To pay for the Google Cloud costs of these projects on the Researcher Workbench after the Faculty Summit, the research teams applied for and received seed grants funded by the All of Us EwG Research Program’s NIH award. Grants of up to $30 000 were provided until the end of the program year to cover the Google Cloud costs of projects as well as various other costs, including travel, community outreach, and laboratory supplies. Scholars had spent up to $10 on the Google Cloud to complete training on the Researcher Workbench at the Faculty Summit, but to complete a whole research project on the Researcher Workbench after the Faculty Summit, teams spent anywhere from about $50-$1000 depending on the quantity of data and type of analysis used. A non-genomic educational project cost about $50, but a genomic project with a couple genome-wide association studies in addition to other analyses cost about $1000.

Research teams were encouraged to acquire other funding resources to pay their ongoing costs while using the Researcher Workbench by applying for NIH or other federal, private, or institutional grants. Also available to research teams was an additional $300 credit from the Google Cloud Platform (GCP), which can be used temporarily.34,35 It is recommended that researchers apply for these credits when they are close to needing a permanent billing solution.

Return of value to communities

Scholar recruitment included those from MSIs and UBR groups. Any postdoctoral fellow or early-career faculty whose research or teaching aligned with the mission of the All of Us Research Program was eligible to apply and be a scholar. Figure 4 presents the data for various attributes, including race or ethnicity, of the 118 scholars from the past three years of the All of Us BR Scholars Program. There were 35 scholars in the 2022-2023 All of Us BR Scholars Program, 40 in the 2023-2024 All of Us BR Scholars Program, and 43 in the 2024-2025 All of Us BR Scholars Program. Most scholars were from racial or ethnic minorities or from an MSI.

Figure 4.

Bar graphs showing the profession, race or ethnicity, and institution data for scholars from the past three years of the All of Us BR Scholars Program. The data show that most scholars were assistant professors or postdoctoral associates from diverse backgrounds.

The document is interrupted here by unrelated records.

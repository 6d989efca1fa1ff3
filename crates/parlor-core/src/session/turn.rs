//! Turn driver: consumes one chat stream and forwards tagged updates.

use tokio::sync::mpsc;

use crate::api::{ApiClient, ChatRequest, ChatStream, StreamEvent};

/// Update produced by an in-flight turn, tagged with its send generation.
///
/// Exactly one of `Completed`/`Failed` is emitted per turn, and nothing is
/// emitted after it: the driver stops consuming at the first terminal event.
#[derive(Debug, Clone, PartialEq, Eq)]
pub enum TurnUpdate {
    /// Incremental assistant text.
    Fragment { generation: u64, text: String },
    /// Turn finished (server `done` event or natural end of stream).
    Completed { generation: u64 },
    /// Turn failed; the message is suitable for the error banner.
    Failed { generation: u64, message: String },
}

impl TurnUpdate {
    pub fn generation(&self) -> u64 {
        match self {
            TurnUpdate::Fragment { generation, .. }
            | TurnUpdate::Completed { generation }
            | TurnUpdate::Failed { generation, .. } => *generation,
        }
    }
}

pub(crate) type TurnSender = mpsc::UnboundedSender<TurnUpdate>;

/// Sends one chat turn and forwards its stream as `TurnUpdate`s.
///
/// Send errors on the channel mean the controller is gone; they are ignored.
pub(crate) async fn drive_turn(
    client: ApiClient,
    request: ChatRequest,
    generation: u64,
    tx: TurnSender,
) {
    let stream = match client.send_chat(&request).await {
        Ok(stream) => stream,
        Err(e) => {
            let _ = tx.send(TurnUpdate::Failed {
                generation,
                message: e.to_string(),
            });
            return;
        }
    };

    forward_stream(stream, generation, &tx).await;
}

/// Consumes the stream until the first terminal event, emitting `Completed`
/// on natural EOF when the server never sent `done`.
pub(crate) async fn forward_stream(mut stream: ChatStream, generation: u64, tx: &TurnSender) {
    use futures_util::StreamExt;

    while let Some(item) = stream.next().await {
        match item {
            Ok(StreamEvent::Content(text)) => {
                let _ = tx.send(TurnUpdate::Fragment { generation, text });
            }
            Ok(StreamEvent::Error(message)) => {
                let _ = tx.send(TurnUpdate::Failed {
                    generation,
                    message,
                });
                return;
            }
            Ok(StreamEvent::Done) => {
                let _ = tx.send(TurnUpdate::Completed { generation });
                return;
            }
            Err(e) => {
                let _ = tx.send(TurnUpdate::Failed {
                    generation,
                    message: e.to_string(),
                });
                return;
            }
        }
    }

    let _ = tx.send(TurnUpdate::Completed { generation });
}

#[cfg(test)]
mod tests {
    use futures_util::StreamExt;

    use super::*;
    use crate::api::{ApiError, ApiResult};

    fn stream_of(items: Vec<ApiResult<StreamEvent>>) -> ChatStream {
        futures_util::stream::iter(items).boxed()
    }

    async fn drain(items: Vec<ApiResult<StreamEvent>>) -> Vec<TurnUpdate> {
        let (tx, mut rx) = mpsc::unbounded_channel();
        forward_stream(stream_of(items), 1, &tx).await;
        drop(tx);

        let mut updates = Vec::new();
        while let Some(update) = rx.recv().await {
            updates.push(update);
        }
        updates
    }

    #[tokio::test]
    async fn test_fragments_then_done_emit_single_completion() {
        let updates = drain(vec![
            Ok(StreamEvent::Content("A".to_string())),
            Ok(StreamEvent::Content("B".to_string())),
            Ok(StreamEvent::Done),
        ])
        .await;

        assert_eq!(
            updates,
            vec![
                TurnUpdate::Fragment {
                    generation: 1,
                    text: "A".to_string()
                },
                TurnUpdate::Fragment {
                    generation: 1,
                    text: "B".to_string()
                },
                TurnUpdate::Completed { generation: 1 },
            ]
        );
    }

    #[tokio::test]
    async fn test_eof_without_done_completes_once() {
        let updates = drain(vec![Ok(StreamEvent::Content("A".to_string()))]).await;

        assert_eq!(updates.len(), 2);
        assert_eq!(updates[1], TurnUpdate::Completed { generation: 1 });
    }

    #[tokio::test]
    async fn test_error_event_stops_consumption() {
        let updates = drain(vec![
            Ok(StreamEvent::Content("A".to_string())),
            Ok(StreamEvent::Error("overloaded".to_string())),
            // Anything after the error must never be read.
            Ok(StreamEvent::Content("B".to_string())),
            Ok(StreamEvent::Done),
        ])
        .await;

        assert_eq!(
            updates,
            vec![
                TurnUpdate::Fragment {
                    generation: 1,
                    text: "A".to_string()
                },
                TurnUpdate::Failed {
                    generation: 1,
                    message: "overloaded".to_string()
                },
            ]
        );
    }

    #[tokio::test]
    async fn test_done_stops_consumption() {
        let updates = drain(vec![
            Ok(StreamEvent::Done),
            Ok(StreamEvent::Content("late".to_string())),
        ])
        .await;

        assert_eq!(updates, vec![TurnUpdate::Completed { generation: 1 }]);
    }

    #[tokio::test]
    async fn test_midstream_transport_error_fails_turn() {
        let updates = drain(vec![
            Ok(StreamEvent::Content("A".to_string())),
            Err(ApiError::network("reset")),
        ])
        .await;

        assert!(matches!(updates[1], TurnUpdate::Failed { .. }));
        assert_eq!(updates.len(), 2);
    }
}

Attributes of all 118 scholars trained on the Researcher Workbench at the Faculty Summit for three years (2022-2023, 2023-2024, and 2024-2025) of the All of Us BR Scholars Program.

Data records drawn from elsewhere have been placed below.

use assert_cmd::cargo::cargo_bin_cmd;
use predicates::prelude::*;

#[test]
fn test_help_shows_all_commands() {
    cargo_bin_cmd!("parlor")
        .arg("--help")
        .assert()
        .success()
        .stdout(predicate::str::contains("models"))
        .stdout(predicate::str::contains("config"))
        .stdout(predicate::str::contains("--base-url"));
}

#[test]
fn test_config_help_shows_subcommands() {
    cargo_bin_cmd!("parlor")
        .args(["config", "--help"])
        .assert()
        .success()
        .stdout(predicate::str::contains("path"))
        .stdout(predicate::str::contains("init"));
}

#[test]
fn test_version_flag() {
    cargo_bin_cmd!("parlor")
        .arg("--version")
        .assert()
        .success()
        .stdout(predicate::str::contains("0.1"));
}

#[test]
fn test_malformed_base_url_is_rejected() {
    cargo_bin_cmd!("parlor")
        .args(["--base-url", "not a url", "models"])
        .assert()
        .failure()
        .stderr(predicate::str::contains("Invalid backend base URL"));
}
//! Models command handler.

use anyhow::{Context, Result};
use comfy_table::{ContentArrangement, Table};
use parlor_core::api::ApiClient;

pub async fn list(base_url: &str) -> Result<()> {
    let client = ApiClient::new(base_url);
    let models = client
        .models()
        .await
        .context("fetch model catalog from backend")?;

    if models.is_empty() {
        println!("No models available.");
        return Ok(());
    }

    let mut table = Table::new();
    table.set_content_arrangement(ContentArrangement::Dynamic);
    table.set_header(["id", "name", "provider", "description"]);
    for model in models {
        table.add_row([model.id, model.name, model.provider, model.description]);
    }
    println!("{table}");

    Ok(())
}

For the first year of the All of Us BR Scholars Program, nearly all research teams chose projects focused on UBR populations and health concerns where disparities among UBR populations exist. Four projects focused on studying cohorts of racial or ethnic minorities in the areas of breast cancer, prostate cancer, inflammatory bowel disease, and mental health. A fifth project studied lupus across all populations, but the disease is known to disproportionally afflict racial and ethnic minority women.36 A sixth educational project implemented the Researcher Workbench into the curriculum for an undergraduate class at an MSI.

The research team studying breast cancer, using a seed grant from All of Us EwG, held a special public community event for Latina women at their MSI institution that brought awareness of breast cancer risks, including genetic risk, and prevention.37 This event complemented the mission of their project on the Researcher Workbench for studying breast cancer in Latina women. The research teams studying breast cancer and prostate cancer, as well as the educational team, presented their research and educational outcomes at various scientific conferences to audiences of undergraduate students, graduate students, and faculty.

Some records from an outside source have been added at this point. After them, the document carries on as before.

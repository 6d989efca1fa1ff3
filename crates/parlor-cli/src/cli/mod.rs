//! CLI entry and dispatch.

use anyhow::{Context, Result};
use clap::Parser;
use parlor_core::config::{self, Config};

mod commands;

#[derive(Parser)]
#[command(name = "parlor")]
#[command(version = "0.1")]
#[command(about = "Terminal chat client for a conversational AI backend")]
struct Cli {
    #[command(subcommand)]
    command: Option<Commands>,

    /// Backend base URL (overrides PARLOR_BASE_URL and the config file)
    #[arg(long, value_name = "URL")]
    base_url: Option<String>,

    /// Model id to prefer at startup
    #[arg(short, long)]
    model: Option<String>,
}

#[derive(clap::Subcommand)]
enum Commands {
    /// List the models the backend serves
    Models,
    /// Manage configuration
    Config {
        #[command(subcommand)]
        command: ConfigCommands,
    },
}

#[derive(clap::Subcommand)]
enum ConfigCommands {
    /// Show the path to the config file
    Path,
    /// Initialize a default config file (if not present)
    Init,
}

pub fn run() -> Result<()> {
    let cli = Cli::parse();

    // The TUI owns stdout, so logs go to a file under the parlor home dir.
    // The guard must outlive dispatch so buffered lines are flushed on exit.
    let _log_guard = init_logging();

    // one tokio runtime for everything
    let rt = tokio::runtime::Runtime::new().context("create tokio runtime")?;

    rt.block_on(async move { dispatch(cli).await })
}

async fn dispatch(cli: Cli) -> Result<()> {
    let config = Config::load().context("load config")?;
    let base_url = config::resolve_base_url(cli.base_url.as_deref(), &config)
        .context("resolve backend base URL")?;

    // default to chat mode
    let Some(command) = cli.command else {
        let model = cli.model.or(config.model);
        return commands::chat::run(&base_url, model).await;
    };

    match command {
        Commands::Models => commands::models::list(&base_url).await,

        Commands::Config { command } => match command {
            ConfigCommands::Path => commands::config::path(),
            ConfigCommands::Init => commands::config::init(),
        },
    }
}

/// Initializes file logging. Returns `None` when the log directory cannot be
/// created; running without logs beats refusing to start.
fn init_logging() -> Option<tracing_appender::non_blocking::WorkerGuard> {
    let logs_dir = config::paths::logs_dir();
    if let Err(e) = std::fs::create_dir_all(&logs_dir) {
        eprintln!("warning: could not create log directory: {e}");
        return None;
    }

    let appender = tracing_appender::rolling::daily(&logs_dir, "parlor.log");
    let (writer, guard) = tracing_appender::non_blocking(appender);

    let filter = tracing_subscriber::EnvFilter::try_from_env("PARLOR_LOG")
        .unwrap_or_else(|_| tracing_subscriber::EnvFilter::new("warn"));
    tracing_subscriber::fmt()
        .with_env_filter(filter)
        .with_writer(writer)
        .with_ansi(false)
        .init();

    Some(guard)
}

The curriculum developed can continue to be a valuable tool to train researchers on the Researcher Workbench by being adapted and implemented by other institutions. The curriculum was designed to help researchers who register on the Researcher Workbench but fail to make progress on projects because of a lack of familiarity with programming, cloud computing, and the unique tools of the Researcher Workbench. Overall, the All of Us BR Scholars Program and its training curriculum for the Researcher Workbench were catalysts for raising awareness and training researchers on the Researcher Workbench that led to projects largely addressing health concerns in UBR populations, including in subsequent years of the program beyond the first year.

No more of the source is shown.